Hospitals are required by the Excellent Care for All Act to make QIPs publicly available, and are accountable to their boards of directors to meet targets set forth in QIPs. However, QIPs are currently documents aimed at internal quality improvement and targets are not formally shared or compared between hospitals. There are also no Ministry of Health and Long-Term Care financial or policy incentives tied to these targets.
Jeremy Veillard, Vice President of Performance Research and Analysis at the Canadian Institute of Health Information highlights inconsistencies across Ontario when it comes to QIP targets. “In some cases you’ll have leaders putting in place stretch targets, and using the target as a tool for improvement” says Veillard. However, he also points out that “strategies vary between hospitals with some not wanting to put in place stretch targets, and then be accountable for them.”
Target mania, indicator overload
Leslee Thompson, CEO of the Kingston General Hospital, argues that while setting targets is an important mechanism for accountability between provincial ministries of health and hospitals, sometimes “we get too focused on the numbers in isolation.”
Thompson says Ontario is deep in “target mania” where pressure to achieve targets can be discouraging for staff and organizations . She says that in her experience as a hospital leader “accountability systems do not rest only with performance measurement and target setting.”
Experts like Michael Schull, CEO of the Institute for Clinical and Evaluative Sciences, agree with Thompson saying “measurement is required, but not sufficient to bring about change to health care performance.” Schull says that while “you need to measure to know that you are improving,” more than measurement is needed to improve. Schull points to emergency department waits, which are impacted by many factors outside emergency departments, such as the availability of timely primary care. “Measurement won’t solve fundamental problems around health care integration” he says.
Thompson also points out that many targets set for hospital performance are indicators impacted by factors beyond a hospital’s four walls. This includes indicators like readmission rates, and alternate level of care. “As a hospital on your own you can’t influence all the things that you need to do. You can contribute, but you can’t move the needle on your own” she says.
Health Quality Ontario is the government agency to which hospitals submit QIPs. It is currently in the midst of developing a strategy known as the ‘Common Quality Agenda’ for performance measurement and target setting in the province.

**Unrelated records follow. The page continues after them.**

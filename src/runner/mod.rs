//! Benchmark job runner.
//!
//! This module runs one benchmark job as an external launcher process and
//! keeps the bookkeeping that makes reruns idempotent.
//!
//! # Architecture
//!
//! ```text
//! JobSpec → marker check → launcher command → process → log capture
//!                                                     → stderr check → time extraction → _SUCCESS
//! ```
//!
//! The runner:
//! 1. Skips the job if its output directory already holds `_SUCCESS`
//! 2. Builds the mode-specific launcher command
//! 3. Streams and logs the launcher's stdout while it runs
//! 4. Classifies the run from its stderr once it has exited
//! 5. On success, extracts the reported time and writes the marker
//!
//! # Example
//!
//! ```ignore
//! use perf_harness::runner::{ExecutionMode, HarnessConfig, JobRunner, JobSpec};
//!
//! let runner = JobRunner::new(HarnessConfig::from_env()?);
//! let job = JobSpec::new(ExecutionMode::SingleNode, "LinearRegression", "./out/lr")
//!     .with_arg("-stats", "")
//!     .with_arg("-nvargs", "X=data/X.mtx Y=data/y.mtx");
//!
//! let result = runner.run(&job).await?;
//! println!("{}: {}", result.status, result.time_display());
//! ```

pub mod batch;
pub mod capture;
pub mod classify;
pub mod config;
pub mod executor;
pub mod job;
pub mod marker;
pub mod result;
pub mod timing;

pub use batch::{run_batch, BatchFile, BatchSummary};
pub use classify::stderr_indicates_failure;
pub use config::{HarnessConfig, INSTALL_ROOT_ENV};
pub use executor::JobRunner;
pub use job::{ExecutionMode, JobArgs, JobSpec, LaunchCommand};
pub use result::{JobResult, JobStatus};
pub use timing::ElapsedTime;
//! Elapsed time extraction from launcher logs.

use std::fmt;
use std::sync::OnceLock;

use regex::Regex;
use serde::{Deserialize, Serialize};

/// Prefix of the log line reporting the total run time.
pub const TIME_LINE_PREFIX: &str = "Total execution time";

static DIGITS: OnceLock<Regex> = OnceLock::new();

fn digits() -> &'static Regex {
    DIGITS.get_or_init(|| Regex::new(r"\d+").expect("valid digit pattern"))
}

/// Elapsed time recorded for a job.
///
/// `Reported` holds the digit groups of the time line joined with `.`
/// (`"Total execution time: 12 sec 345 ms"` becomes `"12.345"`). It is a
/// display string, not a parsed duration.
#[derive(Debug, Clone, PartialEq, Eq, Serialize, Deserialize)]
#[serde(rename_all = "snake_case", tag = "kind", content = "value")]
pub enum ElapsedTime {
    /// The job was skipped because it had already completed.
    Skipped,
    /// Time string taken from the log.
    Reported(String),
    /// The log carried no time line.
    NotFound,
}

impl ElapsedTime {
    /// Returns the reported time string, if any.
    pub fn reported(&self) -> Option<&str> {
        match self {
            ElapsedTime::Reported(value) => Some(value),
            _ => None,
        }
    }
}

impl fmt::Display for ElapsedTime {
    fn fmt(&self, f: &mut fmt::Formatter<'_>) -> fmt::Result {
        match self {
            ElapsedTime::Skipped => write!(f, "file_exists"),
            ElapsedTime::Reported(value) => write!(f, "{}", value),
            ElapsedTime::NotFound => write!(f, "not_found"),
        }
    }
}

/// Finds the first time line in `lines` and returns its digit groups.
pub fn extract<S: AsRef<str>>(lines: &[S]) -> ElapsedTime {
    lines
        .iter()
        .map(AsRef::as_ref)
        .find(|line| line.starts_with(TIME_LINE_PREFIX))
        .map(|line| {
            let groups: Vec<&str> = digits().find_iter(line).map(|m| m.as_str()).collect();
            ElapsedTime::Reported(groups.join("."))
        })
        .unwrap_or(ElapsedTime::NotFound)
}
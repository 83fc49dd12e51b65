//! JSON configuration files.
//!
//! Documents are read and written verbatim with 4-space indentation. No
//! schema is enforced beyond what the target type's `Deserialize` requires;
//! use `serde_json::Value` to handle arbitrary documents.

use std::fs;
use std::path::Path;

use serde::de::DeserializeOwned;
use serde::Serialize;
use serde_json::ser::PrettyFormatter;

use crate::error::ConfigFileError;

/// Reads a JSON document from `path`.
pub fn read_config<T: DeserializeOwned>(path: &Path) -> Result<T, ConfigFileError> {
    let content = fs::read_to_string(path).map_err(|e| ConfigFileError::Io {
        path: path.display().to_string(),
        source: e,
    })?;
    serde_json::from_str(&content).map_err(|e| ConfigFileError::Json {
        path: path.display().to_string(),
        source: e,
    })
}

/// Writes `value` to `path` as JSON indented with four spaces.
pub fn write_config<T: Serialize + ?Sized>(path: &Path, value: &T) -> Result<(), ConfigFileError> {
    let content = to_json_string(value).map_err(|e| ConfigFileError::Json {
        path: path.display().to_string(),
        source: e,
    })?;
    fs::write(path, content).map_err(|e| ConfigFileError::Io {
        path: path.display().to_string(),
        source: e,
    })
}

/// Serializes `value` with four-space indentation.
pub fn to_json_string<T: Serialize + ?Sized>(value: &T) -> Result<String, serde_json::Error> {
    let mut buf = Vec::new();
    let mut serializer =
        serde_json::Serializer::with_formatter(&mut buf, PrettyFormatter::with_indent(b"    "));
    value.serialize(&mut serializer)?;
    // serde_json only ever emits valid UTF-8.
    Ok(String::from_utf8_lossy(&buf).into_owned())
}
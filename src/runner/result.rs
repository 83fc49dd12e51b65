//! Results of benchmark job runs.

use std::path::PathBuf;

use chrono::{DateTime, Utc};
use serde::{Deserialize, Serialize};

use super::timing::ElapsedTime;

/// Maximum number of stderr bytes kept in a result.
const STDERR_SUMMARY_LIMIT: usize = 10000;

/// Outcome of a single job.
#[derive(Debug, Clone, Serialize, Deserialize)]
pub struct JobResult {
    /// Unique identifier for this run.
    pub run_id: String,
    /// Algorithm that was run.
    pub algorithm: String,
    /// Directory the job targeted.
    pub output_directory: PathBuf,
    /// Final state of the job.
    pub status: JobStatus,
    /// Elapsed time; absent for failed runs.
    pub elapsed_time: Option<ElapsedTime>,
    /// Captured stdout lines, in order.
    pub raw_log: Vec<String>,
    /// Exit code of the launcher, if it ran and exited normally.
    ///
    /// Informational only: success is decided from stderr.
    pub exit_code: Option<i32>,
    /// Captured stderr (truncated if too long).
    pub stderr_summary: String,
    /// Timestamp when the run started.
    pub started_at: DateTime<Utc>,
    /// Timestamp when the run completed.
    pub completed_at: DateTime<Utc>,
}

impl JobResult {
    fn base(
        run_id: impl Into<String>,
        algorithm: impl Into<String>,
        output_directory: PathBuf,
        status: JobStatus,
        started_at: DateTime<Utc>,
    ) -> Self {
        Self {
            run_id: run_id.into(),
            algorithm: algorithm.into(),
            output_directory,
            status,
            elapsed_time: None,
            raw_log: Vec::new(),
            exit_code: None,
            stderr_summary: String::new(),
            started_at,
            completed_at: Utc::now(),
        }
    }

    /// Result for a job skipped because its marker already exists.
    pub fn already_done(
        run_id: impl Into<String>,
        algorithm: impl Into<String>,
        output_directory: PathBuf,
    ) -> Self {
        let mut result = Self::base(
            run_id,
            algorithm,
            output_directory,
            JobStatus::AlreadyDone,
            Utc::now(),
        );
        result.elapsed_time = Some(ElapsedTime::Skipped);
        result
    }

    /// Result for a run classified as successful.
    pub fn success(
        run_id: impl Into<String>,
        algorithm: impl Into<String>,
        output_directory: PathBuf,
        started_at: DateTime<Utc>,
        elapsed_time: ElapsedTime,
        raw_log: Vec<String>,
    ) -> Self {
        let mut result = Self::base(
            run_id,
            algorithm,
            output_directory,
            JobStatus::Success,
            started_at,
        );
        result.elapsed_time = Some(elapsed_time);
        result.raw_log = raw_log;
        result
    }

    /// Result for a run classified as failed.
    pub fn failure(
        run_id: impl Into<String>,
        algorithm: impl Into<String>,
        output_directory: PathBuf,
        started_at: DateTime<Utc>,
        raw_log: Vec<String>,
    ) -> Self {
        let mut result = Self::base(
            run_id,
            algorithm,
            output_directory,
            JobStatus::Failure,
            started_at,
        );
        result.raw_log = raw_log;
        result
    }

    /// Sets the exit code.
    pub fn with_exit_code(mut self, code: Option<i32>) -> Self {
        self.exit_code = code;
        self
    }

    /// Sets stderr summary.
    pub fn with_stderr(mut self, stderr: impl Into<String>) -> Self {
        self.stderr_summary = truncate_string(stderr.into(), STDERR_SUMMARY_LIMIT);
        self
    }

    /// Returns true if the job ran and succeeded.
    pub fn is_success(&self) -> bool {
        self.status == JobStatus::Success
    }

    /// Returns true if the job was skipped.
    pub fn is_already_done(&self) -> bool {
        self.status == JobStatus::AlreadyDone
    }

    /// Time string as printed in reports: the reported digits, a sentinel,
    /// or `failure`.
    pub fn time_display(&self) -> String {
        match &self.elapsed_time {
            Some(elapsed) => elapsed.to_string(),
            None => "failure".to_string(),
        }
    }
}

/// Final state of a job.
#[derive(Debug, Clone, Copy, PartialEq, Eq, Serialize, Deserialize)]
#[serde(rename_all = "snake_case")]
pub enum JobStatus {
    /// Marker was present; nothing ran.
    AlreadyDone,
    /// Launcher ran and reported no error.
    Success,
    /// Launcher reported an error on stderr.
    Failure,
}

impl std::fmt::Display for JobStatus {
    fn fmt(&self, f: &mut std::fmt::Formatter<'_>) -> std::fmt::Result {
        match self {
            JobStatus::AlreadyDone => write!(f, "already_done"),
            JobStatus::Success => write!(f, "success"),
            JobStatus::Failure => write!(f, "failure"),
        }
    }
}

/// Truncates a string to at most `max_len` bytes on a char boundary.
fn truncate_string(s: String, max_len: usize) -> String {
    if s.len() <= max_len {
        return s;
    }
    let mut end = max_len;
    while !s.is_char_boundary(end) {
        end -= 1;
    }
    format!("{}... [truncated]", &s[..end])
}

#[cfg(test)]
mod tests {
    use super::*;

    #[test]
    fn test_already_done_result() {
        let result = JobResult::already_done("run-1", "GLM", PathBuf::from("out/glm"));
        assert!(result.is_already_done());
        assert_eq!(result.elapsed_time, Some(ElapsedTime::Skipped));
        assert!(result.raw_log.is_empty());
        assert_eq!(result.time_display(), "file_exists");
    }

    #[test]
    fn test_failure_has_no_time() {
        let result = JobResult::failure(
            "run-2",
            "GLM",
            PathBuf::from("out/glm"),
            Utc::now(),
            vec!["line".to_string()],
        )
        .with_stderr("Error: boom")
        .with_exit_code(Some(1));

        assert!(!result.is_success());
        assert_eq!(result.status, JobStatus::Failure);
        assert!(result.elapsed_time.is_none());
        assert_eq!(result.time_display(), "failure");
        assert_eq!(result.stderr_summary, "Error: boom");
    }

    #[test]
    fn test_success_keeps_log() {
        let result = JobResult::success(
            "run-3",
            "Kmeans",
            PathBuf::from("out/km"),
            Utc::now(),
            ElapsedTime::NotFound,
            vec!["a".to_string(), "b".to_string()],
        );
        assert!(result.is_success());
        assert_eq!(result.raw_log.len(), 2);
        assert_eq!(result.time_display(), "not_found");
        assert!(result.completed_at >= result.started_at);
    }

    #[test]
    fn test_truncate_on_char_boundary() {
        let s = "é".repeat(10);
        let truncated = truncate_string(s, 5);
        assert!(truncated.starts_with("éé"));
        assert!(truncated.ends_with("... [truncated]"));
    }

    #[test]
    fn test_status_serialization() {
        assert_eq!(JobStatus::AlreadyDone.to_string(), "already_done");
        assert_eq!(
            serde_json::to_string(&JobStatus::Failure).unwrap(),
            "\"failure\""
        );
    }
}
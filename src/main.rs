//! perf-harness CLI entry point.
//!
//! Initializes logging and delegates to the CLI module for command handling.

use tracing_subscriber::{fmt, prelude::*, EnvFilter};

#[tokio::main]
async fn main() -> anyhow::Result<()> {
    // Parse CLI arguments first to get log_level
    let cli = perf_harness::cli::parse_cli();

    // Priority: RUST_LOG env var > --log-level CLI arg > default "info"
    let log_filter = std::env::var("RUST_LOG").unwrap_or_else(|_| cli.log_level.clone());

    tracing_subscriber::registry()
        .with(fmt::layer().with_writer(std::io::stderr))
        .with(EnvFilter::try_from_default_env().unwrap_or_else(|_| EnvFilter::new(&log_filter)))
        .init();

    perf_harness::cli::run_with_cli(cli).await
}
//! Configuration for the job runner.

use std::path::{Path, PathBuf};

use serde::{Deserialize, Serialize};

use crate::error::HarnessError;

/// Environment variable holding the installation root.
pub const INSTALL_ROOT_ENV: &str = "SYSTEMML_HOME";

/// Default launcher for single-node runs, relative to `<root>/bin`.
pub const DEFAULT_SINGLE_NODE_LAUNCHER: &str = "systemml-standalone.py";

/// Default launcher for distributed runs, relative to `<root>/bin`.
pub const DEFAULT_DISTRIBUTED_LAUNCHER: &str = "systemml-spark-submit.py";

/// Resolved harness configuration.
///
/// Built once before any job runs, so a missing installation root is
/// reported before a single process is spawned.
#[derive(Debug, Clone, PartialEq, Eq, Serialize, Deserialize)]
pub struct HarnessConfig {
    /// Installation root containing the `bin/` launchers.
    pub install_root: PathBuf,
    /// File name of the single-node launcher.
    pub single_node_launcher: String,
    /// File name of the distributed launcher.
    pub distributed_launcher: String,
}

impl HarnessConfig {
    /// Creates a configuration for an explicit installation root.
    pub fn new(install_root: impl Into<PathBuf>) -> Self {
        Self {
            install_root: install_root.into(),
            single_node_launcher: DEFAULT_SINGLE_NODE_LAUNCHER.to_string(),
            distributed_launcher: DEFAULT_DISTRIBUTED_LAUNCHER.to_string(),
        }
    }

    /// Creates configuration from the `SYSTEMML_HOME` environment variable.
    ///
    /// # Errors
    ///
    /// Returns `HarnessError::MissingEnvVar` if the variable is unset and
    /// `HarnessError::Configuration` if it is empty.
    pub fn from_env() -> Result<Self, HarnessError> {
        Self::resolve(std::env::var_os(INSTALL_ROOT_ENV).map(PathBuf::from))
    }

    /// Builds a configuration from an optional root, as supplied by the
    /// environment or a command-line flag.
    pub fn resolve(install_root: Option<PathBuf>) -> Result<Self, HarnessError> {
        match install_root {
            None => Err(HarnessError::MissingEnvVar(INSTALL_ROOT_ENV.to_string())),
            Some(root) if root.as_os_str().is_empty() => Err(HarnessError::Configuration(
                format!("{} is set but empty", INSTALL_ROOT_ENV),
            )),
            Some(root) => Ok(Self::new(root)),
        }
    }

    /// Sets the single-node launcher file name.
    pub fn with_single_node_launcher(mut self, name: impl Into<String>) -> Self {
        self.single_node_launcher = name.into();
        self
    }

    /// Sets the distributed launcher file name.
    pub fn with_distributed_launcher(mut self, name: impl Into<String>) -> Self {
        self.distributed_launcher = name.into();
        self
    }

    /// Directory holding the launcher executables.
    pub fn bin_dir(&self) -> PathBuf {
        self.install_root.join("bin")
    }

    /// Full path of the single-node launcher.
    pub fn single_node_launcher_path(&self) -> PathBuf {
        self.bin_dir().join(&self.single_node_launcher)
    }

    /// Full path of the distributed launcher.
    pub fn distributed_launcher_path(&self) -> PathBuf {
        self.bin_dir().join(&self.distributed_launcher)
    }

    /// Installation root.
    pub fn install_root(&self) -> &Path {
        &self.install_root
    }
}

This strategy has stated goals of focusing on “a small number of priority areas” and to “improve quality through partnership.” Whether this initiative will help to reduce ‘target mania’ remains to be seen.
Bill Ghali emphasizes that target-setting and performance measurement is essential to ensuring accountability for health care. He says “it is untenable to have our system be in the dark about performance.” However, Ghali acknowledges that the “political climate around performance measurement” and target setting is a challenge.
Judging from the recent experiences in Alberta and Ontario, there is a need to balance politics and organizational performance requirements.
“Having the ability to locally set targets and performance priorities makes sense” says Michael Schull. Though he cautions that “at the same time, there is a need to measure and report at the health system level what constitutes high quality care.”